19. Le disposizioni del comma 18 si applicano agli atti pubblici formati, alle scritture private autenticate nonchè alle scritture private non autenticate e alle denunce presentate per la registrazione a decorrere dalla data di entrata in vigore della presente legge nonchè alle proroghe anche tacite intervenute alla predetta data.
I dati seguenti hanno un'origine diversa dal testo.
#[tokio::test]
async fn should_replace_ingredients_when_supplied() {
    let store = MockStore::new();
    let author = store.add_user("chef", "Anna");
    let tag = store.add_tag("breakfast", "breakfast");
    let flour = store.add_ingredient("flour", "g");
    let eggs = store.add_ingredient("eggs", "pcs");
    let id = store.add_recipe(&author, "Pancakes", &[&tag], &[(&flour, 20)]);

    let recipe = update_uc(&store)
        .execute(
            author.id,
            false,
            id,
            UpdateRecipeInput {
                ingredients: Some(vec![IngredientAmountInput {
                    id: eggs.id,
                    amount: 2,
                }]),
                ..Default::default()
            },
        )
        .await
        .unwrap();

    assert_eq!(recipe.ingredients.len(), 1);
    assert_eq!(recipe.ingredients[0].ingredient, eggs);
    assert_eq!(recipe.ingredients[0].amount, 2);
}

#[tokio::test]
async fn should_forbid_update_by_other_user() {
    let store = MockStore::new();
    let author = store.add_user("chef", "Anna");
    let other = store.add_user("other", "Ivan");
    let tag = store.add_tag("breakfast", "breakfast");
    let flour = store.add_ingredient("flour", "g");
    let id = store.add_recipe(&author, "Pancakes", &[&tag], &[(&flour, 20)]);

    let result = update_uc(&store)
        .execute(
            other.id,
            false,
            id,
            UpdateRecipeInput {
                name: Some("Mine now".to_owned()),
                ..Default::default()
            },
        )
        .await;

    assert!(
        matches!(result, Err(ApiError::Forbidden)),
        "expected Forbidden, got {result:?}"
    );
    assert_eq!(store.stored_recipe(id).unwrap().name, "Pancakes");
}

#[tokio::test]
async fn should_allow_staff_to_update_any_recipe() {
    let store = MockStore::new();
    let author = store.add_user("chef", "Anna");
    let admin = store.add_user("admin", "Olga");
    let tag = store.add_tag("breakfast", "breakfast");
    let flour = store.add_ingredient("flour", "g");
    let id = store.add_recipe(&author, "Pancakes", &[&tag], &[(&flour, 20)]);

    let recipe = update_uc(&store)
        .execute(
            admin.id,
            true,
            id,
            UpdateRecipeInput {
                cooking_time: Some(45),
                ..Default::default()
            },
        )
        .await
        .unwrap();

    assert_eq!(recipe.cooking_time, 45);
}

#[tokio::test]
async fn should_return_not_found_before_permission_check_on_update() {
    let store = MockStore::new();
    let user = store.add_user("chef", "Anna");

    let result = update_uc(&store)
        .execute(user.id, false, 9999, UpdateRecipeInput::default())
        .await;

    assert!(
        matches!(result, Err(ApiError::RecipeNotFound)),
        "expected RecipeNotFound, got {result:?}"
    );
}

// ── DeleteRecipeUseCase ──────────────────────────────────────────────────────

#[tokio::test]
async fn should_delete_own_recipe_and_drop_its_relations() {
    let store = MockStore::new();
    let author = store.add_user("chef", "Anna");
    let reader = store.add_user("reader", "Ivan");
    let tag = store.add_tag("breakfast", "breakfast");
    let flour = store.add_ingredient("flour", "g");
    let id = store.add_recipe(&author, "Pancakes", &[&tag], &[(&flour, 20)]);
    store.relate(RelationKind::Favorite, reader.id, id);

    delete_uc(&store)
        .execute(author.id, false, id)
        .await
        .unwrap();

    assert_eq!(store.recipe_count(), 0);
    assert_eq!(store.relation_count(RelationKind::Favorite, reader.id, id), 0);
}

#[tokio::test]
async fn should_forbid_delete_by_other_user() {
    let store = MockStore::new();
    let author = store.add_user("chef", "Anna");
    let other = store.add_user("other", "Ivan");
    let tag = store.add_tag("breakfast", "breakfast");
    let flour = store.add_ingredient("flour", "g");
    let id = store.add_recipe(&author, "Pancakes", &[&tag], &[(&flour, 20)]);

    let result = delete_uc(&store).execute(other.id, false, id).await;

    assert!(
        matches!(result, Err(ApiError::Forbidden)),
        "expected Forbidden, got {result:?}"
    );
    assert_eq!(store.recipe_count(), 1);
}

#[tokio::test]
async fn should_forbid_delete_by_disabled_author() {
    let store = MockStore::new();
    let author = store.add_user("chef", "Anna");
    let tag = store.add_tag("breakfast", "breakfast");
    let flour = store.add_ingredient("flour", "g");
    let id = store.add_recipe(&author, "Pancakes", &[&tag], &[(&flour, 20)]);
    store.deactivate(author.id);

    let result = delete_uc(&store).execute(author.id, false, id).await;

    assert!(
        matches!(result, Err(ApiError::Forbidden)),
        "expected Forbidden, got {result:?}"
    );
    assert_eq!(store.recipe_count(), 1);
}

// ── ListRecipesUseCase / DescribeRecipesUseCase ──────────────────────────────

#[tokio::test]
async fn should_filter_by_any_of_the_given_tags_newest_first() {
    let store = MockStore::new();
    let author = store.add_user("chef", "Anna");
    let breakfast = store.add_tag("breakfast", "breakfast");
    let lunch = store.add_tag("lunch", "lunch");
    let dinner = store.add_tag("dinner", "dinner");
    let salt = store.add_ingredient("salt", "g");
    let porridge = store.add_recipe(&author, "Porridge", &[&breakfast], &[(&salt, 1)]);
    store.add_recipe(&author, "Steak", &[&dinner], &[(&salt, 1)]);
    let salad = store.add_recipe(&author, "Salad", &[&lunch, &dinner], &[(&salt, 1)]);

    let filter = RecipeFilter {
        tags: vec!["breakfast".to_owned(), "lunch".to_owned()],
        ..Default::default()
    };
    let page = ListRecipesUseCase {
        recipes: store.clone(),
    }
    .execute(&filter, PageRequest::default())
    .await
    .unwrap();

    let ids: Vec<i32> = page.results.iter().map(|r| r.id).collect();
    assert_eq!(page.count, 2);
    assert_eq!(ids, vec![salad, porridge]);
}

#[tokio::test]
async fn should_filter_by_favorites_of_viewer() {
    let store = MockStore::new();
    let author = store.add_user("chef", "Anna");
    let reader = store.add_user("reader", "Ivan");
    let tag = store.add_tag("breakfast", "breakfast");
    let salt = store.add_ingredient("salt", "g");
    let liked = store.add_recipe(&author, "Porridge", &[&tag], &[(&salt, 1)]);
    store.add_recipe(&author, "Omelette", &[&tag], &[(&salt, 1)]);
    store.relate(RelationKind::Favorite, reader.id, liked);

    let filter = RecipeFilter {
        favorited: Some(MembershipFilter {
            user_id: reader.id,
            member: true,
        }),
        ..Default::default()
    };
    let page = ListRecipesUseCase {
        recipes: store.clone(),
    }
    .execute(&filter, PageRequest::default())
    .await
    .unwrap();

    assert_eq!(page.count, 1);
    assert_eq!(page.results[0].id, liked);
}

#[tokio::test]
async fn should_exclude_cart_recipes_when_flag_is_false() {
    let store = MockStore::new();
    let author = store.add_user("chef", "Anna");
    let reader = store.add_user("reader", "Ivan");
    let tag = store.add_tag("breakfast", "breakfast");
    let salt = store.add_ingredient("salt", "g");
    let carted = store.add_recipe(&author, "Porridge", &[&tag], &[(&salt, 1)]);
    let other = store.add_recipe(&author, "Omelette", &[&tag], &[(&salt, 1)]);
    store.relate(RelationKind::Cart, reader.id, carted);

    let filter = RecipeFilter {
        in_cart: Some(MembershipFilter {
            user_id: reader.id,
            member: false,
        }),
        ..Default::default()
    };
    let page = ListRecipesUseCase {
        recipes: store.clone(),
    }
    .execute(&filter, PageRequest::default())
    .await
    .unwrap();

    let ids: Vec<i32> = page.results.iter().map(|r| r.id).collect();
    assert_eq!(page.count, 1);
    assert_eq!(ids, vec![other]);
}

#[tokio::test]
async fn should_paginate_recipe_list() {
    let store = MockStore::new();
    let author = store.add_user("chef", "Anna");
    let tag = store.add_tag("breakfast", "breakfast");
    let salt = store.add_ingredient("salt", "g");
    for name in ["A", "B", "C", "D", "E"] {
        store.add_recipe(&author, name, &[&tag], &[(&salt, 1)]);
    }

    let page = ListRecipesUseCase {
        recipes: store.clone(),
    }
    .execute(&RecipeFilter::default(), PageRequest { limit: 2, page: 3 })
    .await
    .unwrap();

    assert_eq!(page.count, 5);
    assert_eq!(page.results.len(), 1);
    assert_eq!(page.results[0].name, "A");
}

#[tokio::test]
async fn should_decorate_recipes_with_viewer_flags() {
    let store = MockStore::new();
    let author = store.add_user("chef", "Anna");
    let reader = store.add_user("reader", "Ivan");
    let tag = store.add_tag("breakfast", "breakfast");
    let salt = store.add_ingredient("salt", "g");
    let id = store.add_recipe(&author, "Porridge", &[&tag], &[(&salt, 1)]);
    store.relate(RelationKind::Favorite, reader.id, id);
    store.relate(RelationKind::Subscription, reader.id, author.id);

    let recipes = ListRecipesUseCase {
        recipes: store.clone(),
    }
    .execute(&RecipeFilter::default(), PageRequest::default())
    .await
    .unwrap()
    .results;
    let uc = DescribeRecipesUseCase {
        users: store.clone(),
        relations: store.clone(),
    };

    let views = uc.execute(Some(reader.id), recipes.clone()).await.unwrap();
    assert!(views[0].is_favorited);
    assert!(!views[0].is_in_shopping_cart);
    let author_view = views[0].author.as_ref().unwrap();
    assert_eq!(author_view.user.id, author.id);
    assert!(author_view.is_subscribed);

    let anonymous = uc.execute(None, recipes).await.unwrap();
    assert!(!anonymous[0].is_favorited);
    assert!(!anonymous[0].author.as_ref().unwrap().is_subscribed);
}
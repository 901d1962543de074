//! Membership relations a user can toggle.

use std::fmt;
use std::str::FromStr;

use serde::{Deserialize, Serialize};
use thiserror::Error;

/// Kind of many-to-many membership a user can add or remove.
#[derive(Debug, Clone, Copy, PartialEq, Eq, Hash, Serialize, Deserialize)]
#[serde(rename_all = "snake_case")]
pub enum RelationKind {
    /// user ↔ recipe, stored in `favorites`.
    Favorite,
    /// user ↔ recipe, stored in `carts`.
    Cart,
    /// subscriber ↔ author, stored in `subscriptions`.
    Subscription,
}

/// What a relation points at.
#[derive(Debug, Clone, Copy, PartialEq, Eq)]
pub enum RelationTarget {
    Recipe,
    Author,
}

impl RelationKind {
    pub fn target(self) -> RelationTarget {
        match self {
            Self::Favorite | Self::Cart => RelationTarget::Recipe,
            Self::Subscription => RelationTarget::Author,
        }
    }

    /// Message returned when deleting a membership that was never created.
    pub fn missing_message(self) -> &'static str {
        match self {
            Self::Favorite => "recipe is not in favorites",
            Self::Cart => "recipe is not in shopping cart",
            Self::Subscription => "not subscribed to this author",
        }
    }
}

impl fmt::Display for RelationKind {
    fn fmt(&self, f: &mut fmt::Formatter<'_>) -> fmt::Result {
        let s = match self {
            Self::Favorite => "favorite",
            Self::Cart => "cart",
            Self::Subscription => "subscription",
        };
        f.write_str(s)
    }
}

/// Error returned when a string cannot be parsed as a [`RelationKind`].
#[derive(Debug, Error)]
#[error("unknown relation kind: {0:?}")]
pub struct UnknownRelationKind(pub String);

impl FromStr for RelationKind {
    type Err = UnknownRelationKind;

    fn from_str(s: &str) -> Result<Self, Self::Err> {
        match s {
            "favorite" => Ok(Self::Favorite),
            "cart" => Ok(Self::Cart),
            "subscription" => Ok(Self::Subscription),
            other => Err(UnknownRelationKind(other.to_owned())),
        }
    }
}
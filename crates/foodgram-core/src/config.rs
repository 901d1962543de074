/// Trait for loading service configuration from environment variables.
///
/// Implementors derive `serde::Deserialize` and call `Config::from_env()` at startup.
/// Field names map to upper-cased env vars (`database_url` ← `DATABASE_URL`).
pub trait Config: Sized + serde::de::DeserializeOwned {
    /// # Panics
    ///
    /// Panics if any required env var is missing or cannot be deserialized.
    fn from_env() -> Self {
        envy::from_env().expect("failed to load config from environment")
    }

    /// Load from explicit key/value pairs instead of the process environment.
    fn from_pairs<I>(pairs: I) -> Result<Self, envy::Error>
    where
        I: IntoIterator<Item = (String, String)>,
    {
        envy::from_iter(pairs)
    }
}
Per i contratti di locazione non registrati con corrispettivo annuo non superiore a lire 2.500.000, la registrazione deve essere richiesta entro venti giorni dall'inizio dell'annualità successiva a quella in corso.
Per i contratti già registrati l'imposta relativa alle annualità successive alla prima deve essere versata con le modalità di cui all'articolo 17 del testo unico delle disposizioni concernenti l'imposta di registro, approvato con decreto del Presidente della Repubblica 26 aprile 1986, n. 131, come sostituito dal comma 18, lettera a).
20. Con decreto dirigenziale possono essere previste apposite procedure che consentano l'acquisizione telematica dei dati concernenti i contratti di locazione da sottoporre a registrazione nonchè l'esecuzione delle relative formalità.

ART. 41.
Organismi collegiali, riduzione degli stanziamenti per lavoro straordinario e missioni, disposizioni in materia di altri trattamenti accessori e contenimento delle promozioni in soprannumero

1. Al fine di conseguire risparmi di spese e recuperi di efficienza nei tempi dei procedimenti amministrativi, l'organo di direzione politica responsabile, con provvedimento da emanare entro sei mesi dall'inizio di ogni esercizio finanziario, individua i comitati, le commissioni, i consigli ed ogni altro organo collegiale con funzioni amministrative ritenuti indispensabili per la realizzazione dei fini istituzionali delI'amministrazione o dell'ente interessato. Gli organismi non identificati come indispensabili sono soppressi a decorrere dal mese successivo all'emanazione del provvedimento.Le relative funzioni sono attribuite all'ufficio che riveste preminente competenza nella materia.
(omissis)

Art. 49.
Norme particolari per i comuni e le province

3. Per l'anno 1998, i termini per il versamento dell'imposta comunale sulla pubblicità e del diritto sulle pubbliche affissioni e per il versamento della tassa per l'occupazione di spazi ed aree pubbliche, previsti, rispettivamente, dagli articoli 8 e 50 del decreto legislativo 15 novembre 1993, n. 507, aventi scadenza entro il 31 gennaio 1998, sono prorogati al 31 marzo 1998.